What are some Ponzi scheme “red flags”?
Many Ponzi schemes share common characteristics. Look for these warning signs:
- High investment returns with little or no risk. Every investment carries some degree of risk, and investments yielding higher returns typically involve more risk. Be highly suspicious of any “guaranteed” investment opportunity.
- Overly consistent returns. Investments tend to go up and down over time, especially those seeking high returns. Be suspect of an investment that continues to generate regular, positive returns regardless of overall market conditions.

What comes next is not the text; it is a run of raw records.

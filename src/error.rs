//! 错误类型
//!
//! 启动前的配置/输入错误全部是致命的，由 `main` 统一打印并以退出码 1 结束；
//! 运行期的写入失败只记录在每个输出端的报告里，运行结束后再汇总为 `FlushFailed`。

use std::io;
use std::path::PathBuf;

pub type Result<T> = std::result::Result<T, MksubError>;

#[derive(thiserror::Error, Debug)]
pub enum MksubError {
    /// 既没有 `--domain` 也没有 `--domain-file`
    #[error("没有提供任何域名输入 (--domain / --domain-file)")]
    NoDomainInput,

    #[error("没有提供字典文件 (--wordlist)")]
    MissingWordlist,

    #[error("子域名层级必须是正整数，当前值: {0}")]
    InvalidLevel(i64),

    #[error("线程数必须是正整数，当前值: {0}")]
    InvalidThreads(i64),

    #[error("输出文件数量必须是正整数，当前值: {0}")]
    InvalidFileCount(i64),

    #[error("输出缓冲区大小和通道容量必须大于 0")]
    InvalidBufferSize,

    #[error("无效的正则表达式 `{pattern}`: {source}")]
    InvalidRegex {
        pattern: String,
        #[source]
        source: regex::Error,
    },

    #[error("无法读取输入文件 {}: {source}", path.display())]
    ReadInput {
        path: PathBuf,
        #[source]
        source: io::Error,
    },

    #[error("无法创建输出目录 {}: {source}", path.display())]
    OutputDir {
        path: PathBuf,
        #[source]
        source: io::Error,
    },

    #[error("无法打开输出文件 {}: {source}", path.display())]
    OpenSink {
        path: PathBuf,
        #[source]
        source: io::Error,
    },

    #[error("无法导出运行汇总到 {}: {source}", path.display())]
    ExportSummary {
        path: PathBuf,
        #[source]
        source: io::Error,
    },

    /// 并发许可池被关闭，生成任务无法继续调度
    #[error("并发许可池已关闭")]
    PermitPoolClosed,

    #[error("{sinks} 个输出文件写入失败，丢失 {lost_bytes} 字节")]
    FlushFailed { sinks: usize, lost_bytes: u64 },

    /// 有生成任务异常退出或候选没能送达输出端
    #[error("生成未完成: {failed_tasks} 个任务异常退出，{undelivered} 个候选未送达")]
    IncompleteRun { failed_tasks: u64, undelivered: u64 },

    #[error("日志初始化失败: {0}")]
    Logger(#[from] log::SetLoggerError),
}

impl MksubError {
    /// 是否属于启动前就能检测到的配置错误
    pub fn is_config_error(&self) -> bool {
        !matches!(
            self,
            MksubError::FlushFailed { .. }
                | MksubError::IncompleteRun { .. }
                | MksubError::PermitPoolClosed
                | MksubError::ExportSummary { .. }
        )
    }
}
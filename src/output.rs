use std::fs;
use std::io::Write;
use std::path::{Path, PathBuf};

use itertools::Itertools;
use serde::Serialize;

use crate::error::{MksubError, Result};
use crate::input::OutputFormat;
use crate::sink::SinkReport;

/// 一次运行的汇总
#[derive(Debug, Clone, Serialize)]
pub struct RunSummary {
    pub domains: usize,
    pub words: usize,
    pub level: usize,
    pub threads: usize,
    pub sinks: usize,
    /// 按公式计算的候选总数，溢出时为空
    pub expected_candidates: Option<u64>,
    pub emitted_candidates: u64,
    pub undelivered_candidates: u64,
    pub failed_tasks: u64,
    pub sink_reports: Vec<SinkReport>,
    pub started_at: String,
    pub finished_at: String,
    pub elapsed_ms: u64,
}

impl RunSummary {
    pub fn total_received(&self) -> u64 {
        self.sink_reports.iter().map(|r| r.received).sum()
    }

    pub fn failed_sinks(&self) -> usize {
        self.sink_reports.iter().filter(|r| r.failed_flushes > 0).count()
    }

    pub fn lost_bytes(&self) -> u64 {
        self.sink_reports.iter().map(|r| r.lost_bytes).sum()
    }

    /// 运行是否完整：任务无异常、候选全部送达、写入全部成功
    pub fn check(&self) -> Result<()> {
        if self.failed_tasks > 0 || self.undelivered_candidates > 0 {
            return Err(MksubError::IncompleteRun {
                failed_tasks: self.failed_tasks,
                undelivered: self.undelivered_candidates,
            });
        }
        self.check_flushes()
    }

    /// 有写入失败时转为错误
    pub fn check_flushes(&self) -> Result<()> {
        match self.failed_sinks() {
            0 => Ok(()),
            sinks => Err(MksubError::FlushFailed {
                sinks,
                lost_bytes: self.lost_bytes(),
            }),
        }
    }
}

/// 确保输出目录存在
pub fn prepare_output_dir(path: &Path) -> Result<PathBuf> {
    let dir_err = |source: std::io::Error| MksubError::OutputDir { path: path.to_path_buf(), source };

    if path.exists() && !path.is_dir() {
        return Err(dir_err(std::io::Error::new(
            std::io::ErrorKind::AlreadyExists,
            "路径已存在且不是目录",
        )));
    }
    fs::create_dir_all(path).map_err(dir_err)?;
    Ok(path.to_path_buf())
}

/// 输出文件路径：文件名与目录同名，多个文件时加 `-序号` 后缀
pub fn sink_file_paths(dir: &Path, count: usize) -> Vec<PathBuf> {
    let base = dir
        .file_name()
        .map(|n| n.to_string_lossy().into_owned())
        .unwrap_or_else(|| "mksub-out".to_string());

    if count <= 1 {
        return vec![dir.join(base)];
    }
    (0..count).map(|i| dir.join(format!("{}-{}", base, i))).collect()
}

/// 创建所有输出文件
pub async fn open_sink_files(paths: &[PathBuf]) -> Result<Vec<tokio::fs::File>> {
    let mut files = Vec::with_capacity(paths.len());
    for path in paths {
        let file = tokio::fs::File::create(path).await.map_err(|source| MksubError::OpenSink {
            path: path.clone(),
            source,
        })?;
        files.push(file);
    }
    Ok(files)
}

/// 导出汇总到文件
pub fn export_summary(summary: &RunSummary, output_path: &Path, format: OutputFormat) -> Result<()> {
    let export_err = |source: std::io::Error| MksubError::ExportSummary {
        path: output_path.to_path_buf(),
        source,
    };

    let content = match format {
        OutputFormat::Json => serde_json::to_string_pretty(summary).map_err(|e| export_err(e.into()))?,
        OutputFormat::Txt => summary_to_txt(summary),
    };

    let mut file = fs::File::create(output_path).map_err(export_err)?;
    file.write_all(content.as_bytes()).map_err(export_err)?;
    Ok(())
}

/// 文本格式汇总
pub fn summary_to_txt(summary: &RunSummary) -> String {
    let mut txt = String::new();

    txt.push_str("rmksub 运行汇总\n");
    txt.push_str(&format!("开始时间: {}\n", summary.started_at));
    txt.push_str(&format!("结束时间: {}\n", summary.finished_at));
    txt.push_str(&format!("{}\n", "=".repeat(60)));
    txt.push_str(&format!("  基础域名: {}\n", summary.domains));
    txt.push_str(&format!("  字典词数: {}\n", summary.words));
    txt.push_str(&format!("  层级: {}\n", summary.level));
    txt.push_str(&format!("  并发: {}\n", summary.threads));
    txt.push_str(&format!(
        "  预计候选: {}\n",
        summary
            .expected_candidates
            .map_or("溢出".to_string(), |n| n.to_string())
    ));
    txt.push_str(&format!("  实际产出: {}\n", summary.emitted_candidates));
    txt.push_str(&format!("  未送达: {}\n", summary.undelivered_candidates));
    txt.push_str(&format!("  耗时: {} ms\n", summary.elapsed_ms));
    txt.push('\n');

    txt.push_str(&format!(
        "{:<6} {:<12} {:<14} {:<8} {:<8}\n",
        "文件", "条数", "字节", "落盘", "失败"
    ));
    txt.push_str(&format!("{}\n", "-".repeat(60)));
    for report in &summary.sink_reports {
        txt.push_str(&format!(
            "{:<6} {:<12} {:<14} {:<8} {:<8}\n",
            report.id, report.received, report.bytes_written, report.flushes, report.failed_flushes
        ));
    }

    txt
}

/// 单行的各输出端条数，用于日志
pub fn sink_counts_line(reports: &[SinkReport]) -> String {
    reports
        .iter()
        .map(|r| format!("#{}={}", r.id, r.received))
        .join(", ")
}
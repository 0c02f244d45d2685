//! # rmksub
//!
//! 基于字典组合生成子域名的工具库。
//!
//! 给定基础域名、字典和层级 L，生成 1..L 层所有 `w1.w2...wk.domain` 组合，
//! 通过有界并发的任务树流式产出，再按轮询方式分发到多个带缓冲的输出文件。
//! 候选集合不会整体驻留内存。
//!
//! ## 快速开始
//!
//! ```rust,no_run
//! use rmksub::generate_subdomains;
//!
//! #[tokio::main]
//! async fn main() -> Result<(), Box<dyn std::error::Error>> {
//!     let domains = vec!["example.com".to_string()];
//!     let words = vec!["dev".to_string(), "api".to_string()];
//!     let results = generate_subdomains(domains, words, 2).await?;
//!
//!     println!("生成 {} 个子域名", results.len());
//!     Ok(())
//! }
//! ```
//!
//! ## 写入文件
//!
//! ```rust,no_run
//! use rmksub::{MksubConfig, MksubEngine};
//!
//! #[tokio::main]
//! async fn main() -> Result<(), Box<dyn std::error::Error>> {
//!     let config = MksubConfig {
//!         domains: vec!["example.com".to_string()],
//!         wordlist: Some("words.txt".into()),
//!         level: 2,
//!         num_files: 4,
//!         ..Default::default()
//!     };
//!
//!     let engine = MksubEngine::new(config)?;
//!     let summary = engine.run().await?;
//!     println!("写出 {} 个子域名", summary.total_received());
//!     Ok(())
//! }
//! ```

#![cfg_attr(docsrs, feature(doc_cfg))]

pub mod api;
pub mod concurrency;
pub mod config;
pub mod domains;
pub mod error;
pub mod gen;
pub mod input;
pub mod logger;
pub mod output;
pub mod round_robin;
pub mod sink;
pub mod wordlist;

// 重新导出主要的公共API
pub use api::{generate_subdomains, MksubEngine};
pub use config::{GenerationSettings, MksubConfig};
pub use error::{MksubError, Result};
pub use output::RunSummary;

// 导出其他有用的类型
pub use concurrency::{PermitPool, TaskGroup};
pub use gen::{candidate_count, iter_candidates, Generator};
pub use input::OutputFormat;
pub use round_robin::{RoundRobin, RoundRobinSet};
pub use sink::{SinkReport, SinkState, SinkWriter};
pub use wordlist::WordSet;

- Unregistered investments. Ponzi schemes typically involve investments that have not been registered with the SEC or with state regulators. Registration is important because it provides investors with access to key information about the company’s management, products, services, and finances.
- Unlicensed sellers. Federal and state securities laws require investment professionals and their firms to be licensed or registered. Most Ponzi schemes involve unlicensed individuals or unregistered firms.
- Secretive and/or complex strategies. Avoiding investments you don’t understand or for which you can’t get complete information is a good rule of thumb.
- Issues with paperwork. Ignore excuses regarding why you can’t review information about an investment in writing, and always read an investment’s prospectus or disclosure statement carefully before you invest. Also, account statement errors may be a sign that funds are not being invested as promised.
- Difficulty receiving payments. Be suspicious if you don’t receive a payment or have difficulty cashing out your investment. Keep in mind that Ponzi scheme promoters sometimes encourage participants to “roll over” promised payments by offering even higher investment returns.